Paid Priority: Devil or Angel?

iStock_000032459330_LargeNow that the dust has settled around the FCC’s latest round of Internet regulations – or “Internet access regulations” if you prefer – people are struggling to digest the likely consequences of the rules. There are a lot of details in the 400-page order, but the most important is the pre-emptive ban on something called “paid prioritization”. The backlash against this obscure practice – which was proposed by the FCC itself in the May 2014 Notice of Proposed Rulemaking – was instrumental in justifying the FCC’s use of Title II in the final rules.

Paid prioritization is actually a slippery notion. In the popular telling, it means a pay-to-play “fast lane” that allows some content to move through an ISP’s network ahead of other content. That sounds like a bad thing because it would create a two-tier system of content delivery, where the rich can pay for expressways and the poor are relegated to dirt roads. Such a system might very well shield successful companies like Google and Netflix from competition, all other things being equal.

The FCC cited the opinion of Chris Riley, a policy analyst currently working for Mozilla (he formerly worked for Free Press) to the effect that priority is a zero-sum game: “Paid prioritization has a distinct degrading effect on other access service traffic, an effect that creates complex incentives for network operators… Prioritization is inherently a zero-sum practice, and inherently creates fast and slow lanes and prevents a level playing field.”
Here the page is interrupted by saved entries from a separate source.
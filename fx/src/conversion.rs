//! Amount conversion for display.

use payconsole_common::{Amount, Currency};

use crate::cache::RateCacheEntry;
use crate::format::format_amount;

/// How a converted amount should be presented.
#[derive(Debug, Clone, Copy, PartialEq, Eq)]
pub struct ConvertOptions {
    /// Prefix the formatted number with the currency code.
    pub currency_label: bool,
    /// Produce grouped text; otherwise the raw product is returned.
    pub formatted: bool,
}

impl Default for ConvertOptions {
    fn default() -> Self {
        Self {
            currency_label: true,
            formatted: true,
        }
    }
}

impl ConvertOptions {
    /// Raw numeric product, for chart axes and further arithmetic.
    pub fn raw() -> Self {
        Self {
            currency_label: false,
            formatted: false,
        }
    }

    /// Grouped number without the currency code.
    pub fn without_label() -> Self {
        Self {
            currency_label: false,
            formatted: true,
        }
    }
}

/// Convert `amount` into the display currency.
///
/// Returns the input unchanged when there is no display override, no rate
/// for it, the amount does not parse, or the product overflows.
pub fn convert(
    amount: Amount,
    display_currency: Option<&Currency>,
    rates: &RateCacheEntry,
    options: ConvertOptions,
) -> Amount {
    let Some(currency) = display_currency else {
        return amount;
    };
    let Some(rate) = rates.rate_for(currency) else {
        return amount;
    };
    let Some(value) = amount.to_decimal() else {
        return amount;
    };
    let Some(converted) = value.checked_mul(rate) else {
        return amount;
    };

    if !options.formatted {
        Amount::Number(converted)
    } else {
        Amount::Text(format_amount(converted, currency, options.currency_label))
    }
}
That seems to make sense: if the post office delivers my mail before it delivers yours because I paid extra, that means your mail is delayed and you suffer. Or does it?
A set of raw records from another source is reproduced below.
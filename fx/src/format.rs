//! Display formatting for converted amounts.

use payconsole_common::Currency;
use rust_decimal::{Decimal, RoundingStrategy};

/// Format `value` with `,` thousands separators and `.` as decimal point.
///
/// Rounds half away from zero to at most `max_fraction_digits` and drops
/// trailing fractional zeros.
pub fn group_digits(value: Decimal, max_fraction_digits: u32) -> String {
    let rounded = value.round_dp_with_strategy(max_fraction_digits, RoundingStrategy::MidpointAwayFromZero);
    if rounded.is_zero() {
        return "0".to_string();
    }

    let text = rounded.normalize().to_string();
    let (negative, digits) = match text.strip_prefix('-') {
        Some(rest) => (true, rest),
        None => (false, text.as_str()),
    };
    let (int_part, frac_part) = match digits.split_once('.') {
        Some((i, f)) => (i, Some(f)),
        None => (digits, None),
    };

    let mut out = String::with_capacity(text.len() + int_part.len() / 3 + 1);
    if negative {
        out.push('-');
    }
    for (i, ch) in int_part.chars().enumerate() {
        if i > 0 && (int_part.len() - i) % 3 == 0 {
            out.push(',');
        }
        out.push(ch);
    }
    if let Some(frac) = frac_part {
        out.push('.');
        out.push_str(frac);
    }
    out
}

/// Format an amount in `currency`, optionally prefixed with its code.
pub fn format_amount(value: Decimal, currency: &Currency, with_label: bool) -> String {
    let grouped = group_digits(value, currency.decimal_places());
    if with_label {
        format!("{} {}", currency.code(), grouped)
    } else {
        grouped
    }
}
The judgment that such a practice is always bad and discriminatory assumes that every application has the same needs and wants. The postal analogy only makes sense if you and I are both hovering over our mailboxes with bated breath waiting for a life-saving medication, and that’s not the typical case. What if I’m waiting for medication and you’re on vacation?

In this case, we have entirely different needs, obviously. You don’t care when the mail is delivered as long as it’s there when you come back home but I care a lot. This is the situation that arises on the Internet when one person in a home is on a phone call with Vonage and three others are streaming Netflix programs.

Vonage and Netflix both communicate over the Internet in terms of packets, units of information, but they don’t do the same thing with packets when they arrive. Vonage converts packets to sound as soon as it gets them and plays that sound to the ear in a few thousandths of a second. Netflix, on the other hand, saves incoming packets in a buffer and plays them to your screen an average of five seconds later.

In effect, Vonage is hovering over the mailbox and Netflix is on vacation. So Riley’s claim about “distinct degrading effects“ is simply untrue. Because applications are different, moving one packet from Vonage ahead of a hundred Netflix packets does not degrade the Netflix viewing experience AT ALL. Vonage has a slight measurable effect on Netflix because of the volume of data it delivers, but prioritizing that data adds no additional problems for Netflix.

The FCC believed that Riley’s analysis was correct and enacted a pre-emptive ban on prioritization on the basis of that belief. Because this is a clear analytical error, the question of how, when, and why it will be corrected is interesting.

These questions are worthy of analysis.